A grandad who spent a fortnight in a coma as he battled Covid-19 is inviting hospital staff to a renewal of his wedding vows.
Ian Jameson, from Hersden near Canterbury, began suffering flu-like symptoms in March. But a week after he fell ill, the 50-year-old's condition deteriorated and his wife Gail rang 999.
Ian was rushed to the QEQM hospital in Margate, but within an hour of arriving doctors placed him in an induced coma, in intensive care.
He remained comatose for two weeks to aid his body's recovery, but suffered setbacks when his kidneys failed and he needed dialysis.
Gail kept in constant touch with medical staff, who passed messages to her husband - even when he was unconscious.
“I would ask them if he would be coming home, and they just couldn’t answer," she said. "One minute it felt like we were making progress, then there would be something else and we would go backwards again.
“It meant so much that they passed on my messages, so I was able to tell him I loved him every single day.”
"I was definitely scared, and my family were so worried..."

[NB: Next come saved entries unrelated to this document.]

//! Resolves trigger names against a TOML config source.
//!
//! The whole file is read and evaluated for every trigger, so edits made
//! between two runs of the same invocation are picked up.  Evaluation
//! registers each `[[job]]` into the [`Registry`] handed in by the engine;
//! the matching job is then picked out of it.

use std::path::Path;

use tracing::debug;

use crate::{
    config::{ConfigFile, load_config},
    engine::{Job, JobResolver},
    errors::ResolutionError,
    job::StagedJob,
    model::Registry,
};

#[derive(Debug, Default, Clone, Copy)]
pub struct TomlResolver;

/// Register every job in `config`, in file order, applying its markers.
pub fn evaluate(config: ConfigFile, registry: &mut Registry) {
    for definition in config.jobs {
        let compress = definition.compress_with;
        let encrypt = definition.encrypt_with;

        registry.register(definition);
        if let Some(c) = compress {
            registry.append_extension(c.extension());
        }
        if let Some(e) = encrypt {
            registry.append_extension(e.extension());
        }
    }
}

impl JobResolver for TomlResolver {
    fn resolve(
        &self,
        trigger: &str,
        config_source: &Path,
        registry: &mut Registry,
    ) -> Result<Box<dyn Job>, ResolutionError> {
        let config = load_config(config_source)?;
        evaluate(config, registry);
        debug!(
            trigger = %trigger,
            registered = registry.all().len(),
            last = ?registry.current().map(|m| m.trigger()),
            last_extension = registry.extension(),
            "config source evaluated"
        );

        let mut matches = registry.matching(trigger);
        let Some(model) = matches.next() else {
            return Err(ResolutionError::NotFound {
                trigger: trigger.to_string(),
                path: config_source.to_path_buf(),
            });
        };
        let extra = matches.count();
        if extra > 0 {
            return Err(ResolutionError::Ambiguous {
                trigger: trigger.to_string(),
                path: config_source.to_path_buf(),
                count: extra + 1,
            });
        }

        Ok(Box::new(StagedJob::new(model.clone())))
    }
}

// ─── Tests ────────────────────────────────────────────────────────────────────

#[cfg(test)]
mod tests {
    use std::io::Write;

    use super::*;
    use crate::errors::ConfigFault;

    const CONFIG: &str = r#"
[[job]]
trigger       = "nightly"
label         = "Nightly documents"
compress_with = "gzip"
encrypt_with  = "openssl"

[[job.stage]]
name    = "Package"
command = ["true"]

[[job]]
trigger = "plain"

[[job]]
trigger      = "dup"
encrypt_with = "gpg"

[[job]]
trigger = "dup"
"#;

    fn config_file(text: &str) -> tempfile::NamedTempFile {
        let mut f = tempfile::NamedTempFile::new().unwrap();
        write!(f, "{text}").unwrap();
        f
    }

    fn resolve_err(trigger: &str, source: &Path) -> ResolutionError {
        match TomlResolver.resolve(trigger, source, &mut Registry::default()) {
            Ok(job) => panic!("'{trigger}' unexpectedly resolved to {}", job.label()),
            Err(e) => e,
        }
    }

    #[test]
    fn resolves_matching_trigger() {
        let f = config_file(CONFIG);
        let mut registry = Registry::default();
        let job = TomlResolver
            .resolve("nightly", f.path(), &mut registry)
            .unwrap();
        assert_eq!(job.label(), "Nightly documents");
    }

    #[test]
    fn evaluation_accumulates_every_job() {
        let f = config_file(CONFIG);
        let mut registry = Registry::default();
        TomlResolver.resolve("plain", f.path(), &mut registry).unwrap();

        assert_eq!(registry.all().len(), 4);
        assert_eq!(registry.current().unwrap().trigger(), "dup");
        let exts: Vec<_> = registry.all().iter().map(|m| m.extension.as_str()).collect();
        assert_eq!(exts, ["tar.gz.enc", "tar", "tar.gpg", "tar"]);
    }

    #[test]
    fn unknown_trigger_is_not_found() {
        let f = config_file(CONFIG);
        let err = resolve_err("missing", f.path());
        assert!(matches!(err, ResolutionError::NotFound { ref trigger, .. } if trigger == "missing"));
    }

    #[test]
    fn blank_trigger_is_not_found() {
        let f = config_file(CONFIG);
        let err = resolve_err("", f.path());
        assert!(matches!(err, ResolutionError::NotFound { .. }));
    }

    #[test]
    fn duplicate_trigger_is_ambiguous() {
        let f = config_file(CONFIG);
        let err = resolve_err("dup", f.path());
        assert!(matches!(err, ResolutionError::Ambiguous { count: 2, .. }));
    }

    #[test]
    fn malformed_source_is_reported() {
        let f = config_file("[[job]]\ntrigger = 42\n");
        let err = resolve_err("nightly", f.path());
        assert!(matches!(err, ResolutionError::Malformed { .. }));
    }

    #[test]
    fn unusable_trigger_in_source_is_malformed() {
        for (bad, ask) in [("", ""), ("a,b", "a"), ("a,b", "a,b")] {
            let f = config_file(&format!("{CONFIG}\n[[job]]\ntrigger = \"{bad}\"\n"));
            let err = resolve_err(ask, f.path());
            assert!(
                matches!(
                    err,
                    ResolutionError::Malformed { source: ConfigFault::Trigger { ref trigger, .. }, .. }
                        if trigger == bad
                ),
                "{bad:?}: {err:?}"
            );
        }
        // Valid names in the same file are unusable too until it is fixed.
        let f = config_file(&format!("{CONFIG}\n[[job]]\ntrigger = \"\"\n"));
        assert!(matches!(resolve_err("nightly", f.path()), ResolutionError::Malformed { .. }));
    }

    #[test]
    fn missing_source_is_unreadable() {
        let dir = tempfile::tempdir().unwrap();
        let err = resolve_err("nightly", &dir.path().join("nope.toml"));
        assert!(matches!(err, ResolutionError::Unreadable { .. }));
    }
}
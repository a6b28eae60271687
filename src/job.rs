//! The job produced by the TOML resolver: an ordered list of stage commands.
//!
//! `perform` works in `tmp_root/<trigger>`, runs each stage behind a spinner
//! and stops at the first failure.  After a successful run it records
//! `last_run.toml` in the trigger's data directory and removes the working
//! directory; after a failure the working directory is kept for inspection.
//!
//! A trigger that is not a single plain path component is refused before
//! anything is created, and only a directory strictly inside the tmp root is
//! ever removed.

use std::path::Path;

use serde::{Deserialize, Serialize};
use tracing::{debug, warn};

use crate::{
    config::validate_trigger,
    engine::{Job, TriggerContext},
    errors::PerformError,
    model::Model,
    paths::RunConfiguration,
    runner, ui,
};

/// File written to the trigger data directory after a successful run.
pub const LAST_RUN_FILE: &str = "last_run.toml";

/// Contents of [`LAST_RUN_FILE`].
#[derive(Debug, Serialize, Deserialize, PartialEq, Eq)]
pub struct LastRun {
    pub trigger: String,
    pub timestamp: String,
    pub package: String,
    pub stages: Vec<String>,
}

pub struct StagedJob {
    model: Model,
}

impl StagedJob {
    pub const fn new(model: Model) -> Self {
        Self { model }
    }
}

impl Job for StagedJob {
    fn label(&self) -> &str {
        self.model.definition.display_label()
    }

    fn perform(&self, ctx: &TriggerContext, run: &RunConfiguration) -> Result<(), PerformError> {
        let def = &self.model.definition;
        if def.stages.is_empty() {
            return Err(PerformError::NoStages);
        }

        validate_trigger(&ctx.trigger_name).map_err(|reason| PerformError::UnsafeTrigger {
            trigger: ctx.trigger_name.clone(),
            reason,
        })?;

        let workdir = run.trigger_tmp_dir(&ctx.trigger_name);
        std::fs::create_dir_all(&workdir).map_err(|source| PerformError::Workspace {
            path: workdir.clone(),
            source,
        })?;

        let package = self.model.package_name(&ctx.timestamp);
        let vars = runner::placeholders(ctx, run, &package);

        ui::print_job_heading(self.label(), &ctx.trigger_name);
        for stage in &def.stages {
            let args = runner::stage_args(stage, def.sudo, &vars);
            debug!(stage = %stage.name, command = ?args, "running stage");

            let outcome = ui::run_stage(&stage.name, &args);
            outcome.print();
            if outcome.failed() {
                warn!(workdir = %workdir.display(), "keeping working directory after failure");
                return Err(PerformError::Stage {
                    stage: stage.name.clone(),
                    reason: outcome.error.unwrap_or_default(),
                });
            }
        }

        write_last_run(&ctx.data_dir, &LastRun {
            trigger: ctx.trigger_name.clone(),
            timestamp: ctx.timestamp.clone(),
            package,
            stages: def.stages.iter().map(|s| s.name.clone()).collect(),
        })?;

        remove_workdir(run, &workdir);
        Ok(())
    }
}

fn remove_workdir(run: &RunConfiguration, workdir: &Path) {
    if workdir == run.tmp_root || !workdir.starts_with(&run.tmp_root) {
        warn!(
            workdir = %workdir.display(),
            tmp_root = %run.tmp_root.display(),
            "not removing a directory outside the tmp root"
        );
        return;
    }
    if let Err(e) = std::fs::remove_dir_all(workdir) {
        warn!(workdir = %workdir.display(), error = %e, "could not remove working directory");
    }
}

fn write_last_run(data_dir: &Path, record: &LastRun) -> Result<(), PerformError> {
    let path = data_dir.join(LAST_RUN_FILE);
    let text = toml::to_string(record).map_err(|e| PerformError::Record {
        path: path.clone(),
        reason: e.to_string(),
    })?;
    std::fs::write(&path, text).map_err(|e| PerformError::Record {
        path,
        reason: e.to_string(),
    })
}

// ─── Tests ────────────────────────────────────────────────────────────────────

After five weeks spent fighting Covid-19 in hospital, Ian was finally allowed to go home.
He said: “I can’t remember waking up, just bits and bobs like the nurses clearing my throat and changing my breathing tube. It started to dawn on me how ill I had been.
“Being able to video call my wife was fantastic, and once I started talking to her every day it gave me a real boost and an incentive to hurry up and get better so I could go home and see her.”

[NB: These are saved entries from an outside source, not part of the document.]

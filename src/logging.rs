//! Logging setup using `tracing` + `tracing-subscriber`.
//!
//! The filter comes from the `BACKUP_LOG` environment variable (standard
//! `EnvFilter` syntax, e.g. `debug` or `backup_triggers=trace`) and defaults
//! to `info`.
//!
//! Log lines go to stderr so stdout stays free for the stage view.  During
//! `perform` the same events are also appended, without colour codes, to
//! `<log_root>/backup.log`.

use std::{fs::OpenOptions, path::Path, sync::Mutex};

use anyhow::{Context, Result};
use tracing_subscriber::{EnvFilter, fmt, layer::SubscriberExt, util::SubscriberInitExt};

/// Environment variable holding the log filter.
pub const LOG_ENV: &str = "BACKUP_LOG";

/// Name of the log file created under the log root.
pub const LOG_FILE: &str = "backup.log";

fn env_filter() -> EnvFilter {
    EnvFilter::try_from_env(LOG_ENV).unwrap_or_else(|_| EnvFilter::new("info"))
}

/// Initialise the global subscriber.  Call once at startup.
///
/// With `log_root` set, events are additionally appended to
/// `log_root/backup.log`; the directory must already exist.
pub fn init_logging(log_root: Option<&Path>) -> Result<()> {
    let stderr_layer = fmt::layer()
        .with_target(false)
        .with_writer(std::io::stderr);

    let file_layer = match log_root {
        Some(dir) => {
            let path = dir.join(LOG_FILE);
            let file = OpenOptions::new()
                .create(true)
                .append(true)
                .open(&path)
                .with_context(|| format!("opening log file {}", path.display()))?;
            Some(
                fmt::layer()
                    .with_target(false)
                    .with_ansi(false)
                    .with_writer(Mutex::new(file)),
            )
        },
        None => None,
    };

    tracing_subscriber::registry()
        .with(env_filter())
        .with(stderr_layer)
        .with(file_layer)
        .try_init()
        .context("initialising logging")?;

    Ok(())
}
//! Command-line interface definition.
//!
//! All argument parsing lives here so the rest of the codebase can stay
//! agnostic to `clap`.  The `Cli` struct is parsed once in `main` and the
//! selected subcommand's arguments are handed to its handler by reference.

use std::path::PathBuf;

use clap::{Args, Parser};

use crate::{
    config::{Compressor, Encryptor},
    paths::PathOverrides,
};

/// Top-level CLI arguments.
#[derive(Parser, Debug)]
#[command(
    name    = "backup",
    about   = "Run named backup jobs, one trigger after another",
    version,
    // Show a compact two-column help layout.
    help_template = "\
{before-help}{name} {version}
{about}

{usage-heading} {usage}

{all-args}{after-help}"
)]
pub struct Cli {
    #[command(subcommand)]
    pub command: Subcommand,
}

#[derive(clap::Subcommand, Debug, PartialEq)]
pub enum Subcommand {
    /// Perform one or more backup jobs, in the order given.
    ///
    /// Triggers run sequentially, never in parallel.  A trigger that fails to
    /// resolve or whose job fails is reported and the remaining triggers
    /// still run; the exit status is non-zero if any of them failed.
    Perform(PerformArgs),

    /// Add a job stanza for a new trigger to the config file.
    ///
    /// Creates the file (and its parent directories) when missing.  Refuses
    /// to touch a file that already defines the trigger.
    Generate(GenerateArgs),

    /// Decrypt a package produced by an encrypted job.
    Decrypt(DecryptArgs),
}

/// `backup perform`
#[derive(Args, Debug, PartialEq)]
pub struct PerformArgs {
    /// Comma-separated trigger names, e.g. `nightly,offsite`.
    #[arg(short, long, required_unless_present = "print_config")]
    pub trigger: Option<String>,

    /// File holding the `[[job]]` definitions.  Defaults to
    /// `~/Backup/config.toml`.
    #[arg(short, long)]
    pub config_file: Option<PathBuf>,

    /// Root for per-trigger data directories.  Defaults to `~/Backup/data`.
    #[arg(short, long)]
    pub data_path: Option<PathBuf>,

    /// Directory for `backup.log`.  Defaults to `~/Backup/log`.
    #[arg(short, long)]
    pub log_path: Option<PathBuf>,

    /// Scratch space for packaging.  Defaults to `~/Backup/.tmp`.
    #[arg(long)]
    pub tmp_path: Option<PathBuf>,

    /// Print the resolved paths and exit without running anything.
    #[arg(long)]
    pub print_config: bool,
}

impl PerformArgs {
    pub fn overrides(&self) -> PathOverrides {
        PathOverrides {
            config_source: self.config_file.clone(),
            data_root: self.data_path.clone(),
            log_root: self.log_path.clone(),
            tmp_root: self.tmp_path.clone(),
        }
    }
}

/// `backup generate`
#[derive(Args, Debug, PartialEq)]
pub struct GenerateArgs {
    /// Trigger name for the new job.
    #[arg(short, long)]
    pub trigger: String,

    /// Config file to write.  Defaults to `~/Backup/config.toml`.
    #[arg(short, long)]
    pub config_file: Option<PathBuf>,

    /// Label written into the stanza; defaults to the trigger name.
    #[arg(long)]
    pub label: Option<String>,

    #[arg(long, value_enum)]
    pub compress_with: Option<Compressor>,

    #[arg(long, value_enum)]
    pub encrypt_with: Option<Encryptor>,
}

/// `backup decrypt`
#[derive(Args, Debug, PartialEq)]
pub struct DecryptArgs {
    /// Tool the package was encrypted with.
    #[arg(long, value_enum)]
    pub encryptor: Encryptor,

    /// Encrypted input file.
    #[arg(long = "in", value_name = "FILE")]
    pub input: PathBuf,

    /// Decrypted output file.
    #[arg(long = "out", value_name = "FILE")]
    pub output: PathBuf,

    /// Input is base64 encoded (openssl only).
    #[arg(long)]
    pub base64: bool,

    /// Input was encrypted with a salt (openssl only).
    #[arg(long)]
    pub salt: bool,

    /// Read the passphrase from this file instead of prompting.
    #[arg(long, value_name = "FILE")]
    pub pass_file: Option<PathBuf>,
}

// ─── Tests ────────────────────────────────────────────────────────────────────
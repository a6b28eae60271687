//! Job definition file types.
//!
//! The config source is a TOML file holding any number of `[[job]]` tables.
//! Each table describes one trigger: a label for the logs, optional
//! compression / encryption markers that decide the package extension, and
//! the ordered stages `perform` runs.
//!
//! # File format
//!
//! ```toml
//! [[job]]
//! trigger       = "nightly"
//! label         = "Nightly documents"
//! compress_with = "gzip"      # gzip | bzip2 | lzma
//! encrypt_with  = "openssl"   # openssl | gpg
//! sudo          = false       # prefix stage commands with doas
//!
//! [[job.stage]]
//! name    = "Package"
//! command = ["tar", "-czf", "{tmp_dir}/{package}", "/home/alice/docs"]
//!
//! [[job.stage]]
//! name    = "Store"
//! command = ["cp", "{tmp_dir}/{package}", "/mnt/nas/backups/"]
//! ```
//!
//! Stage arguments may use the placeholders listed in [`crate::runner`].

use std::path::{Component, Path};

use serde::{Deserialize, Serialize};

use crate::errors::{ConfigFault, ResolutionError, TriggerNameError};

// ─── Top-level ────────────────────────────────────────────────────────────────

/// Root of a config source.  An empty file is valid and defines no jobs.
#[derive(Debug, Deserialize, Serialize, Default, Clone, PartialEq, Eq)]
pub struct ConfigFile {
    #[serde(default, rename = "job")]
    pub jobs: Vec<JobDefinition>,
}

// ─── [[job]] ──────────────────────────────────────────────────────────────────

/// One `[[job]]` table.
#[derive(Debug, Deserialize, Serialize, Clone, PartialEq, Eq)]
pub struct JobDefinition {
    /// Name used on the command line (`--trigger nightly`).
    pub trigger: String,

    /// Human-readable label; falls back to the trigger name when omitted.
    #[serde(default)]
    pub label: Option<String>,

    #[serde(default, skip_serializing_if = "Option::is_none")]
    pub compress_with: Option<Compressor>,

    #[serde(default, skip_serializing_if = "Option::is_none")]
    pub encrypt_with: Option<Encryptor>,

    /// Run every stage through `doas`.
    #[serde(default)]
    pub sudo: bool,

    #[serde(default, rename = "stage")]
    pub stages: Vec<StageConfig>,
}

impl JobDefinition {
    /// The label to log, or the trigger name if none was configured.
    pub fn display_label(&self) -> &str {
        self.label.as_deref().unwrap_or(&self.trigger)
    }
}

/// One `[[job.stage]]` table: a named command line.
#[derive(Debug, Deserialize, Serialize, Clone, PartialEq, Eq)]
pub struct StageConfig {
    pub name: String,
    pub command: Vec<String>,
}

// ─── Markers ──────────────────────────────────────────────────────────────────

/// Compression marker; only affects the package extension.
#[derive(Debug, Deserialize, Serialize, Clone, Copy, PartialEq, Eq, clap::ValueEnum)]
#[serde(rename_all = "lowercase")]
pub enum Compressor {
    Gzip,
    Bzip2,
    Lzma,
}

impl Compressor {
    /// Spelling used in config files and on the command line.
    pub const fn name(self) -> &'static str {
        match self {
            Self::Gzip => "gzip",
            Self::Bzip2 => "bzip2",
            Self::Lzma => "lzma",
        }
    }

    pub const fn extension(self) -> &'static str {
        match self {
            Self::Gzip => "gz",
            Self::Bzip2 => "bz2",
            Self::Lzma => "lzma",
        }
    }
}

/// Encryption tool.  Closed set: unknown names are rejected by serde and
/// clap before anything runs.
#[derive(Debug, Deserialize, Serialize, Clone, Copy, PartialEq, Eq, clap::ValueEnum)]
pub enum Encryptor {
    #[serde(rename = "openssl")]
    #[value(name = "openssl")]
    OpenSsl,

    #[serde(rename = "gpg")]
    #[value(name = "gpg")]
    Gpg,
}

impl Encryptor {
    pub const fn extension(self) -> &'static str {
        match self {
            Self::OpenSsl => "enc",
            Self::Gpg => "gpg",
        }
    }

    /// Name of the executable this encryptor shells out to; also its
    /// spelling in config files and on the command line.
    pub const fn program(self) -> &'static str {
        match self {
            Self::OpenSsl => "openssl",
            Self::Gpg => "gpg",
        }
    }
}

// ─── Loader ───────────────────────────────────────────────────────────────────

/// Check that `name` can be selected from `--trigger` and used as a
/// directory name under the data and tmp roots.
pub fn validate_trigger(name: &str) -> Result<(), TriggerNameError> {
    if name.trim().is_empty() {
        return Err(TriggerNameError::Blank);
    }
    if name.contains(',') {
        return Err(TriggerNameError::Comma);
    }
    let mut parts = Path::new(name).components();
    match (parts.next(), parts.next()) {
        (Some(Component::Normal(_)), None) => Ok(()),
        _ => Err(TriggerNameError::NotPlain),
    }
}

/// Parse config text and check every trigger name.  `path` is only used in
/// the error.
pub fn parse_config(text: &str, path: &Path) -> Result<ConfigFile, ResolutionError> {
    let malformed = |source: ConfigFault| ResolutionError::Malformed {
        path: path.to_path_buf(),
        source,
    };

    let config: ConfigFile = toml::from_str(text).map_err(|e| malformed(e.into()))?;
    for job in &config.jobs {
        validate_trigger(&job.trigger).map_err(|reason| {
            malformed(ConfigFault::Trigger {
                trigger: job.trigger.clone(),
                reason,
            })
        })?;
    }
    Ok(config)
}

/// Read and parse the config source at `path`.
///
/// Unlike a missing `backup.toml` elsewhere, a missing config source is an
/// error: there is nothing a trigger could resolve to.
pub fn load_config(path: &Path) -> Result<ConfigFile, ResolutionError> {
    let text = std::fs::read_to_string(path).map_err(|source| ResolutionError::Unreadable {
        path: path.to_path_buf(),
        source,
    })?;
    parse_config(&text, path)
}

// ─── Tests ────────────────────────────────────────────────────────────────────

Staff lined the corridors to clap Ian, as he finally made his way out of hospital after his lengthy recovery. He was reunited with Gail outside the hospital entrance, where she welcomed him with banners.
“It was so emotional to see him come out of those doors," she said. “When he went in the ambulance I didn’t expect him to be in a coma an hour later. If we had left it any later it could have been a very different ending."

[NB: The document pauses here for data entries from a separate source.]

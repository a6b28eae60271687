//! `backup perform`: configure paths once, then run every trigger.
//!
//! A path configuration failure aborts before any trigger runs.  Per-trigger
//! failures are collected; the command fails at the end if there was at
//! least one.

use anyhow::{Context, Result, bail};
use tracing::info;

use crate::{
    cli::PerformArgs,
    engine::{Engine, RunReport},
    logging,
    paths::{RunConfiguration, apply_overrides, configure},
    resolver::TomlResolver,
    ui,
};

// ─── Entry point ──────────────────────────────────────────────────────────────

pub fn run(args: &PerformArgs) -> Result<()> {
    if args.print_config {
        let run = apply_overrides(RunConfiguration::default(), args.overrides());
        print!("{}", toml::to_string_pretty(&run).context("rendering paths")?);
        return Ok(());
    }

    let raw = args.trigger.as_deref().context("--trigger is required")?;
    let run = configure(RunConfiguration::default(), args.overrides())
        .context("configuring backup paths")?;
    logging::init_logging(Some(&run.log_root))?;

    let report = execute(&run, raw);
    ui::print_summary(&report);
    check(&report)
}

/// Run all triggers in `raw` against already-configured paths.
pub fn execute(run: &RunConfiguration, raw: &str) -> RunReport {
    info!(
        config = %run.config_source.display(),
        data = %run.data_root.display(),
        "performing triggers: {raw}"
    );
    Engine::new(run, TomlResolver).run(raw)
}

/// Turn a report into the command's result.
pub fn check(report: &RunReport) -> Result<()> {
    let failed = report.failures().count();
    if failed > 0 {
        bail!(
            "{failed} of {} trigger(s) failed",
            report.outcomes.len()
        );
    }
    Ok(())
}

// ─── Tests ────────────────────────────────────────────────────────────────────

Ian now hopes to celebrate his recovery by renewing his wedding vows with Gail next year - and plans to invite the medics who helped nurse him back to health.
“The team in ITU saved my life," he said. “There is so much doom and gloom and it’s awful to see so many people have lost their lives.
“But I survived and I wanted to let people know you can survive the coronavirus.
“The experience has made me think of things differently, and I feel differently about life. We’ve been married 23 years and I want to celebrate that and the fact that I am still alive, thanks to those very special people at the hospital.”
Ian, who runs a maintenance firm, has already been reunited with some of the medical team on Skype, when he was able to thank them personally for their care.
He said: “I still get tired very easily, and I still get breathless but I am here and that is all thanks to them.
“I remember being in the ambulance and the paramedics talking to each other, but when I got to the hospital and they said they were going to have to put me under, it was a bit hard to take in.
“I called Gail and told her and I am sure she thought I was mucking around at first. But then the doctor came on the phone and explained it to her and it really hit home.
“I was definitely scared, and my family were so worried. I think there were a lot of tears in the family - you hear so many stories of people who go on ventilators and don’t come off them so they were frightened about what would happen.”
Gail has also thanked the ITU team for caring for helping Ian beat the coronavirus.
"No amount of money could ever thank them," she said. "They kept him alive and they put their lives at risk for other people. Doctors, nurses, cleaning staff, the ward clerk - they are all fantastic.”